There is no deep difference between these two separated telepathic cultures and two regular non-telepathic individual humans having a conversation. Not being able to read minds, we have invented codified sounds and symbols to communicate the contents of one mind to another.
Current theories of mind posit that all manner of signals bounce around the brain, in the process becoming either attenuated or amplified until, in a survival of the fittest style, the strongest work their way to the top of the distributed-computing brain system and become the ideas we are conscious of. In this sense our brains seem to operate much as a culture does, with a sense of ‘self’ being an emergent phenomenon, just as a culture’s character can emerge from the exchange of ideas between the people involved. So we can assume that this process of signal exchange typifying consciousness can be not only neuronal, but interpersonal or even intercultural. Thus, consciousness is not a product of something that by necessity has to be uniquely localised in our bodies. What gives us a sense of self is our sense of separateness from others and the world afforded by our lack of telepathy and our containment within our discrete bodies, over which we have a degree of control. We have no need to postulate a unique ‘soul’ which is the seat of our consciousness. Instead consciousness is the result of processing, and this can be distributed both within and without any particular enclosed system such as a human body. Again, it is the borders – cell wall, body, isolated culture – that give us our sense of self as a discrete identity – a sense the telepath may not share. Our sense of self is also articulated and reflected back at us by our participation in the larger exchange of ideas called culture.
Indeed, it might be useful to consider that just as relatively isolated populations develop different cultures, these cultures could also be considered as having their own ‘I’-ness; an identity, and a personality as well; and like a person, can evolve and develop, casting off old cultural ideas and taking on new ones – can in effect ‘change their minds’.
How might this process evolve as technology encroaches more and more on our lives? In the past, communication was largely short-range, so different cultures could evolve in isolation. As travel and communications spread, so cultures with very different ideas came into contact with each other for the first time and had to negotiate mutual coexistence or extermination. The high-speed nervous system that is the internet has now demolished the last geographical barriers to communication. Thus we see the different ‘personalities’ of differently-evolved cultures duking it out – the last big heavyweight punch-up of ideologies. If we survive this, might the global ‘human cultural consciousness’ take on a more unified character, an ‘I’-ness all its own?

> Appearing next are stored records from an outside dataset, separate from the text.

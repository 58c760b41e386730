//! Canonical architecture tags
//!
//! Docker endpoints report CPU architectures with vendor-specific names. Image tags use
//! one short canonical name per architecture family.

use crate::error::{FleetError, Result};

/// Reported architecture name → canonical tag
pub const CANONICAL_ARCH: &[(&str, &str)] = &[
    ("arm", "arm32v7"),
    ("arm32v7", "arm32v7"),
    ("armv7l", "arm32v7"),
    ("armhf", "arm32v7"),
    ("x64", "amd64"),
    ("x86_64", "amd64"),
    ("amd64", "amd64"),
    ("Intel 64", "amd64"),
    ("arm64", "arm64v8"),
    ("arm64v8", "arm64v8"),
    ("armv8", "arm64v8"),
    ("aarch64", "arm64v8"),
];

pub fn canonical_arch(reported: &str) -> Option<&'static str> {
    CANONICAL_ARCH
        .iter()
        .find(|(name, _)| *name == reported)
        .map(|(_, canonical)| *canonical)
}

pub fn require_canonical_arch(reported: &str) -> Result<&'static str> {
    canonical_arch(reported).ok_or_else(|| FleetError::UnsupportedArchitecture(reported.to_string()))
}
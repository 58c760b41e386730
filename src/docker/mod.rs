//! Docker Engine access
//!
//! Every daemon call goes through the [`DockerEngine`] trait. [`BollardEngine`] implements
//! it on top of the bollard client; an [`Endpoint`] is resolved into an engine once, at the
//! command boundary.

pub mod endpoint;
pub mod engine;
pub mod info;
pub mod stream;

pub use endpoint::Endpoint;
pub use engine::BollardEngine;
pub use info::{endpoint_architecture, endpoint_ncpus, info_rows};
pub use stream::DaemonAddress;

use crate::error::Result;
use crate::progress::LayerEvent;
use async_trait::async_trait;
use futures::stream::BoxStream;
use serde::Serialize;
use std::collections::BTreeMap;

/// Subset of the daemon's `/info` response
#[derive(Debug, Clone, Default, Serialize)]
pub struct EndpointInfo {
    pub name: Option<String>,
    pub operating_system: Option<String>,
    pub kernel_version: Option<String>,
    pub os_type: Option<String>,
    pub architecture: Option<String>,
    pub mem_total: Option<i64>,
    pub ncpu: Option<i64>,
}

#[derive(Debug, Clone, PartialEq, Eq)]
pub struct ContainerSummary {
    pub id: String,
    pub image: String,
    pub names: Vec<String>,
    pub state: Option<String>,
}

#[derive(Debug, Clone, Copy, PartialEq, Eq)]
pub enum ContainerStatus {
    Created,
    Running,
    Paused,
    Restarting,
    Removing,
    Exited,
    Dead,
    Unknown,
}

impl ContainerStatus {
    pub fn parse(status: &str) -> Self {
        match status {
            "created" => ContainerStatus::Created,
            "running" => ContainerStatus::Running,
            "paused" => ContainerStatus::Paused,
            "restarting" => ContainerStatus::Restarting,
            "removing" => ContainerStatus::Removing,
            "exited" | "stopped" => ContainerStatus::Exited,
            "dead" => ContainerStatus::Dead,
            _ => ContainerStatus::Unknown,
        }
    }
}

#[derive(Debug, Clone, PartialEq, Eq)]
pub struct ContainerDetails {
    pub id: String,
    pub name: String,
    pub status: ContainerStatus,
    pub exit_code: Option<i64>,
}

/// Parameters of a detached `docker run`
#[derive(Debug, Clone, Default, PartialEq, Eq)]
pub struct RunSpec {
    pub image: String,
    pub name: Option<String>,
    pub env: BTreeMap<String, String>,
    /// `host:container[:mode]` bind strings
    pub binds: Vec<String>,
    pub devices: Vec<String>,
    pub network_mode: Option<String>,
    pub privileged: bool,
    pub auto_remove: bool,
    pub tty: bool,
    pub command: Option<Vec<String>>,
}

impl RunSpec {
    pub fn env_list(&self) -> Vec<String> {
        self.env.iter().map(|(key, value)| format!("{}={}", key, value)).collect()
    }
}

/// One message of an image build stream
#[derive(Debug, Clone, Default, PartialEq, Eq)]
pub struct BuildLog {
    /// Build output text, usually ending with a newline
    pub stream: Option<String>,
    /// Status lines such as `Successfully tagged ...`
    pub status: Option<String>,
}

/// Operations needed from a Docker daemon.
///
/// Lookups return `Option`/empty collections for missing objects; only daemon and
/// transport failures are errors.
#[async_trait]
pub trait DockerEngine: Send + Sync {
    /// Human-readable endpoint description for log lines
    fn describe(&self) -> String;

    async fn info(&self) -> Result<EndpointInfo>;

    /// Stream of layer status messages while pulling `image`
    fn pull(&self, image: &str) -> BoxStream<'_, Result<LayerEvent>>;

    /// Stream of layer status messages while pushing `repository:tag`
    fn push(&self, repository: &str, tag: &str) -> BoxStream<'_, Result<LayerEvent>>;

    /// Build `tag` from a tar archive of the build context
    fn build(&self, context: Vec<u8>, dockerfile: &str, tag: &str) -> BoxStream<'_, Result<BuildLog>>;

    /// IDs of local images matching `reference`
    async fn find_images(&self, reference: &str) -> Result<Vec<String>>;

    async fn image_exists(&self, reference: &str) -> Result<bool>;

    async fn remove_image(&self, reference: &str) -> Result<()>;

    /// Running containers
    async fn list_containers(&self) -> Result<Vec<ContainerSummary>>;

    async fn inspect_container(&self, name_or_id: &str) -> Result<Option<ContainerDetails>>;

    /// Create and start a container, returning its id
    async fn run_container(&self, spec: &RunSpec) -> Result<String>;

    async fn stop_container(&self, id: &str) -> Result<()>;

    async fn remove_container(&self, id: &str) -> Result<()>;

    /// Full stdout and stderr of a container, with timestamps
    async fn container_logs(&self, id: &str) -> Result<String>;
}

#[cfg(test)]
mod tests {
    use super::*;

    #[test]
    fn test_container_status_parse() {
        assert_eq!(ContainerStatus::parse("running"), ContainerStatus::Running);
        assert_eq!(ContainerStatus::parse("exited"), ContainerStatus::Exited);
        assert_eq!(ContainerStatus::parse("stopped"), ContainerStatus::Exited);
        assert_eq!(ContainerStatus::parse("bogus"), ContainerStatus::Unknown);
    }

    #[test]
    fn test_env_list_is_sorted_key_value() {
        let mut spec = RunSpec::default();
        spec.env.insert("B".into(), "2".into());
        spec.env.insert("A".into(), "1".into());
        assert_eq!(spec.env_list(), vec!["A=1".to_string(), "B=2".to_string()]);
    }
}
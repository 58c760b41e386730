//! fleet-docker library
//!
//! Docker Engine helpers for a robot fleet: image pull and push with layer progress,
//! endpoint architecture detection, robot container lifecycle and project image cleanup.

pub mod arch;
pub mod cli;
pub mod config;
pub mod container;
pub mod docker;
pub mod error;
pub mod image;
pub mod logging;
pub mod progress;
pub mod project;
pub mod shell;

pub use docker::{DockerEngine, Endpoint};
pub use error::{FleetError, Result};
pub use logging::Logger;
pub use progress::{LayerEvent, TransferKind, TransferProgress};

This, of course, might not be the end of it: next up is the challenge of contact with aliens. If we are not alone in the universe, this has to happen sooner or later, and the project of trying to communicate with the vastly more varied forms that consciousness will undoubtedly have taken across the Universe will begin.
Rian Hughes, Ealing, London
Erratum & Addendum
Dear Editor: In the last issue, the photo in ‘Nietzsche on Love’ is not of Nietzsche and his sister as captioned, but of Nietzsche and his mother Franziska. It was taken shortly after his release from Jena mental asylum in 1890. Franziska devotedly looked after her very ill son until her death six years later.
Eva Cybulska, London
Dear Editor: In Dale DeBakcsy’s piece on Feuerbach in Issue 103 he says in ‘Further Reading’ that books on Feuerbach are hard to find, and he only mentions Wartofsky’s book of 1982. Other books readers might be interested in include Between Transcendence and Nihilism, Larry Johnston (1995), Feuerbach and the Search for Otherness, Charles Wilson (1989), and my own Feuerbach and the Interpretation of Religion (1997).